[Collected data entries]
===============
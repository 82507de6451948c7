//! Device Tree
//!
//! The ownership structure every probe populates. Nodes live in an arena
//! owned by [`DeviceTree`]; a [`NodeId`] is an index into it and stays valid
//! for the tree's lifetime because nodes are never removed.
//!
//! Three lookup modes address the same node:
//! - structural path: `"core/cpu:0"` (ids separated by `/`)
//! - handle: `"SCSI:00:00:01:00"`
//! - logical name: `"/dev/sda"`

mod node;

pub use node::{DeviceNode, HwClass};

use serde_json::{json, Map, Value};

/// Stable reference to a node inside a [`DeviceTree`]
#[derive(Debug, Clone, Copy, PartialEq, Eq, Hash, PartialOrd, Ord)]
pub struct NodeId(usize);

impl NodeId {
    pub fn index(&self) -> usize {
        self.0
    }
}

/// Hardware ownership tree
#[derive(Debug, Clone)]
pub struct DeviceTree {
    nodes: Vec<DeviceNode>,
}

impl Default for DeviceTree {
    fn default() -> Self {
        Self::new(DeviceNode::new("computer", HwClass::System))
    }
}

impl DeviceTree {
    /// Create a tree whose root is `root`
    pub fn new(mut root: DeviceNode) -> Self {
        root.children.clear();
        root.parent = None;
        Self { nodes: vec![root] }
    }

    pub fn root(&self) -> NodeId {
        NodeId(0)
    }

    pub fn len(&self) -> usize {
        self.nodes.len()
    }

    pub fn is_empty(&self) -> bool {
        self.nodes.is_empty()
    }

    /// Node behind `id`. Ids are only handed out by this tree.
    pub fn node(&self, id: NodeId) -> &DeviceNode {
        &self.nodes[id.0]
    }

    pub fn node_mut(&mut self, id: NodeId) -> &mut DeviceNode {
        &mut self.nodes[id.0]
    }

    pub fn parent(&self, id: NodeId) -> Option<NodeId> {
        self.node(id).parent
    }

    pub fn children(&self, id: NodeId) -> &[NodeId] {
        &self.node(id).children
    }

    /// Append `node` under `parent` and return its stable id.
    ///
    /// Sibling ids stay unique: adding a second `"cpu"` renames the first
    /// to `"cpu:0"` and names the newcomer `"cpu:1"`.
    pub fn add_child(&mut self, parent: NodeId, mut node: DeviceNode) -> NodeId {
        let base = node.id().to_string();

        let mut renamed = false;
        if let Some(existing) = self.child_by_id(parent, &base) {
            self.nodes[existing.0].set_id(format!("{}:0", base));
            renamed = true;
        }

        if renamed || self.child_by_id(parent, &format!("{}:0", base)).is_some() {
            let mut n = 1;
            while self.child_by_id(parent, &format!("{}:{}", base, n)).is_some() {
                n += 1;
            }
            node.set_id(format!("{}:{}", base, n));
        }

        node.children.clear();
        node.parent = Some(parent);

        let id = NodeId(self.nodes.len());
        self.nodes.push(node);
        self.nodes[parent.0].children.push(id);
        id
    }

    /// Overwrite the contents of `id` with `node`, keeping its place in the
    /// tree: id, parent and children are those of the existing node.
    pub fn replace(&mut self, id: NodeId, mut node: DeviceNode) {
        let current = &mut self.nodes[id.0];
        node.set_id(current.id().to_string());
        node.parent = current.parent;
        node.children = std::mem::take(&mut current.children);
        *current = node;
    }

    fn child_by_id(&self, parent: NodeId, id: &str) -> Option<NodeId> {
        self.children(parent)
            .iter()
            .copied()
            .find(|child| self.node(*child).id() == id)
    }

    /// Resolve a `/`-separated id path below `from`. Never creates nodes.
    pub fn get_child(&self, from: NodeId, path: &str) -> Option<NodeId> {
        let mut current = from;
        for segment in path.split('/').filter(|s| !s.is_empty()) {
            current = self.child_by_id(current, segment)?;
        }
        Some(current)
    }

    /// Depth-first search of the subtree rooted at `from` (inclusive)
    pub fn find_by_handle(&self, from: NodeId, handle: &str) -> Option<NodeId> {
        self.find(from, |node| node.handle() == Some(handle))
    }

    /// Depth-first search of the subtree rooted at `from` (inclusive)
    pub fn find_by_logical_name(&self, from: NodeId, name: &str) -> Option<NodeId> {
        self.find(from, |node| node.logical_name() == Some(name))
    }

    fn find<F>(&self, from: NodeId, predicate: F) -> Option<NodeId>
    where
        F: Fn(&DeviceNode) -> bool,
    {
        let mut stack = vec![from];
        while let Some(id) = stack.pop() {
            let node = self.node(id);
            if predicate(node) {
                return Some(id);
            }
            stack.extend(node.children.iter().rev().copied());
        }
        None
    }

    /// Immediate children of `id` with the given class
    pub fn count_children(&self, id: NodeId, class: HwClass) -> usize {
        self.children(id)
            .iter()
            .filter(|child| self.node(**child).class() == class)
            .count()
    }

    /// Mark `id` as identified; with `recursive`, its whole subtree too.
    pub fn claim(&mut self, id: NodeId, recursive: bool) {
        if !recursive {
            self.nodes[id.0].claim();
            return;
        }
        let mut stack = vec![id];
        while let Some(current) = stack.pop() {
            let node = &mut self.nodes[current.0];
            node.claim();
            stack.extend(node.children.iter().copied());
        }
    }

    /// Slash-joined ids from the root (the root itself is `""`)
    pub fn path_of(&self, id: NodeId) -> String {
        let mut segments = Vec::new();
        let mut current = id;
        while let Some(parent) = self.parent(current) {
            segments.push(self.node(current).id());
            current = parent;
        }
        segments.reverse();
        segments.join("/")
    }

    /// Nested JSON view of the subtree at `id`
    pub fn to_json(&self, id: NodeId) -> Value {
        let node = self.node(id);
        let mut map = Map::new();
        map.insert("id".into(), json!(node.id()));
        map.insert("class".into(), json!(node.class()));
        map.insert("claimed".into(), json!(node.is_claimed()));

        let optional = [
            ("handle", node.handle()),
            ("description", node.description()),
            ("vendor", node.vendor()),
            ("product", node.product()),
            ("version", node.version()),
            ("serial", node.serial()),
            ("logicalname", node.logical_name()),
        ];
        for (key, value) in optional {
            if let Some(value) = value {
                map.insert(key.into(), json!(value));
            }
        }

        if node.capacity() > 0 {
            map.insert("capacity".into(), json!(node.capacity()));
        }

        let capabilities: Vec<&str> = node.capabilities().collect();
        if !capabilities.is_empty() {
            map.insert("capabilities".into(), json!(capabilities));
        }

        let config: Map<String, Value> = node
            .config_entries()
            .map(|(k, v)| (k.to_string(), json!(v)))
            .collect();
        if !config.is_empty() {
            map.insert("configuration".into(), Value::Object(config));
        }

        if !node.children.is_empty() {
            let children: Vec<Value> = node.children.iter().map(|c| self.to_json(*c)).collect();
            map.insert("children".into(), Value::Array(children));
        }

        Value::Object(map)
    }
}

#[cfg(test)]
mod tests {
    use super::*;

    fn tree_with_core() -> (DeviceTree, NodeId) {
        let mut tree = DeviceTree::default();
        let core = tree.add_child(tree.root(), DeviceNode::new("core", HwClass::Bus));
        (tree, core)
    }

    #[test]
    fn test_get_child_missing_does_not_mutate() {
        let tree = DeviceTree::default();
        assert_eq!(tree.get_child(tree.root(), "core/cpu:0"), None);
        assert_eq!(tree.len(), 1);
        assert!(tree.children(tree.root()).is_empty());
    }

    #[test]
    fn test_get_child_resolves_path() {
        let (mut tree, core) = tree_with_core();
        let cpu = tree.add_child(core, DeviceNode::new("cpu", HwClass::Processor));
        assert_eq!(tree.get_child(tree.root(), "core/cpu"), Some(cpu));
        assert_eq!(tree.get_child(tree.root(), "core"), Some(core));
        assert_eq!(tree.get_child(tree.root(), ""), Some(tree.root()));
        assert_eq!(tree.get_child(tree.root(), "Core/cpu"), None);
        assert_eq!(tree.path_of(cpu), "core/cpu");
        assert_eq!(tree.parent(cpu), Some(core));
    }

    #[test]
    fn test_sibling_ids_are_disambiguated() {
        let (mut tree, core) = tree_with_core();
        let first = tree.add_child(core, DeviceNode::new("cpu", HwClass::Processor));
        assert_eq!(tree.node(first).id(), "cpu");

        let second = tree.add_child(core, DeviceNode::new("cpu", HwClass::Processor));
        assert_eq!(tree.node(first).id(), "cpu:0");
        assert_eq!(tree.node(second).id(), "cpu:1");

        let third = tree.add_child(core, DeviceNode::new("cpu", HwClass::Processor));
        assert_eq!(tree.node(third).id(), "cpu:2");
        assert_eq!(tree.get_child(tree.root(), "core/cpu:1"), Some(second));
        assert_eq!(tree.count_children(core, HwClass::Processor), 3);
    }

    #[test]
    fn test_lookup_modes_agree() {
        let (mut tree, core) = tree_with_core();
        let mut disk = DeviceNode::new("disk", HwClass::Storage);
        disk.set_handle("SCSI:00:00:00:00");
        disk.set_logical_name("/dev/sda");
        let id = tree.add_child(core, disk);

        let root = tree.root();
        assert_eq!(tree.find_by_handle(root, "SCSI:00:00:00:00"), Some(id));
        assert_eq!(tree.find_by_logical_name(root, "/dev/sda"), Some(id));
        assert_eq!(tree.get_child(root, "core/disk"), Some(id));
        assert_eq!(tree.find_by_handle(root, "scsi:00:00:00:00"), None);
        assert_eq!(tree.find_by_logical_name(root, "/dev/sdb"), None);
    }

    #[test]
    fn test_find_is_scoped_to_subtree() {
        let mut tree = DeviceTree::default();
        let a = tree.add_child(tree.root(), DeviceNode::new("a", HwClass::Bus));
        let b = tree.add_child(tree.root(), DeviceNode::new("b", HwClass::Bus));
        let mut leaf = DeviceNode::new("leaf", HwClass::Generic);
        leaf.set_handle("X:1");
        let leaf = tree.add_child(b, leaf);
        assert_eq!(tree.find_by_handle(a, "X:1"), None);
        assert_eq!(tree.find_by_handle(b, "X:1"), Some(leaf));
    }

    #[test]
    fn test_recursive_claim() {
        let (mut tree, core) = tree_with_core();
        let cpu = tree.add_child(core, DeviceNode::new("cpu", HwClass::Processor));
        let cache = tree.add_child(cpu, DeviceNode::new("cache", HwClass::Memory));

        tree.claim(core, false);
        assert!(tree.node(core).is_claimed());
        assert!(!tree.node(cpu).is_claimed());

        tree.claim(cpu, true);
        assert!(tree.node(cpu).is_claimed());
        assert!(tree.node(cache).is_claimed());
        assert!(!tree.node(tree.root()).is_claimed());
    }

    #[test]
    fn test_replace_keeps_position() {
        let (mut tree, core) = tree_with_core();
        tree.add_child(core, DeviceNode::new("cpu", HwClass::Processor));
        let cpu = tree.add_child(core, DeviceNode::new("cpu", HwClass::Processor));
        let cache = tree.add_child(cpu, DeviceNode::new("cache", HwClass::Memory));

        let mut fresh = DeviceNode::new("cpu", HwClass::Processor);
        fresh.set_product("Sample CPU");
        tree.replace(cpu, fresh);

        assert_eq!(tree.node(cpu).id(), "cpu:1");
        assert_eq!(tree.node(cpu).product(), Some("Sample CPU"));
        assert_eq!(tree.parent(cpu), Some(core));
        assert_eq!(tree.children(cpu), &[cache]);
        assert_eq!(tree.children(core).len(), 2);
    }

    #[test]
    fn test_to_json_skips_unknown_fields() {
        let (mut tree, core) = tree_with_core();
        let mut disk = DeviceNode::new("disk", HwClass::Storage);
        disk.set_vendor("ATA");
        disk.set_capacity(500_107_862_016);
        disk.add_capability("7200rpm");
        disk.set_config("ansiversion", "5");
        tree.add_child(core, disk);

        let value = tree.to_json(tree.root());
        let disk = &value["children"][0]["children"][0];
        assert_eq!(disk["id"], "disk");
        assert_eq!(disk["class"], "storage");
        assert_eq!(disk["vendor"], "ATA");
        assert_eq!(disk["capacity"], 500_107_862_016u64);
        assert_eq!(disk["capabilities"][0], "7200rpm");
        assert_eq!(disk["configuration"]["ansiversion"], "5");
        assert!(disk.get("product").is_none());
        assert!(disk.get("children").is_none());
    }
}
===============
(WORK REQUEST): Please transcribe the data above without changes, from its first line to its "and names the" line, and leave out anything past that.

(ANSWER SPACE):
repository 82507de6451948c7
//! Device Tree
//!
//! The ownership structure every probe populates. Nodes live in an arena
//! owned by [`DeviceTree`]; a [`NodeId`] is an index into it and stays valid
//! for the tree's lifetime because nodes are never removed.
//!
//! Three lookup modes address the same node:
//! - structural path: `"core/cpu:0"` (ids separated by `/`)
//! - handle: `"SCSI:00:00:01:00"`
//! - logical name: `"/dev/sda"`

mod node;

pub use node::{DeviceNode, HwClass};

use serde_json::{json, Map, Value};

/// Stable reference to a node inside a [`DeviceTree`]
#[derive(Debug, Clone, Copy, PartialEq, Eq, Hash, PartialOrd, Ord)]
pub struct NodeId(usize);

impl NodeId {
    pub fn index(&self) -> usize {
        self.0
    }
}

/// Hardware ownership tree
#[derive(Debug, Clone)]
pub struct DeviceTree {
    nodes: Vec<DeviceNode>,
}

impl Default for DeviceTree {
    fn default() -> Self {
        Self::new(DeviceNode::new("computer", HwClass::System))
    }
}

impl DeviceTree {
    /// Create a tree whose root is `root`
    pub fn new(mut root: DeviceNode) -> Self {
        root.children.clear();
        root.parent = None;
        Self { nodes: vec![root] }
    }

    pub fn root(&self) -> NodeId {
        NodeId(0)
    }

    pub fn len(&self) -> usize {
        self.nodes.len()
    }

    pub fn is_empty(&self) -> bool {
        self.nodes.is_empty()
    }

    /// Node behind `id`. Ids are only handed out by this tree.
    pub fn node(&self, id: NodeId) -> &DeviceNode {
        &self.nodes[id.0]
    }

    pub fn node_mut(&mut self, id: NodeId) -> &mut DeviceNode {
        &mut self.nodes[id.0]
    }

    pub fn parent(&self, id: NodeId) -> Option<NodeId> {
        self.node(id).parent
    }

    pub fn children(&self, id: NodeId) -> &[NodeId] {
        &self.node(id).children
    }

    /// Append `node` under `parent` and return its stable id.
    ///
    /// Sibling ids stay unique: adding a second `"cpu"` renames the first
    /// to `"cpu:0"` and names the newcomer `"cpu:1"`.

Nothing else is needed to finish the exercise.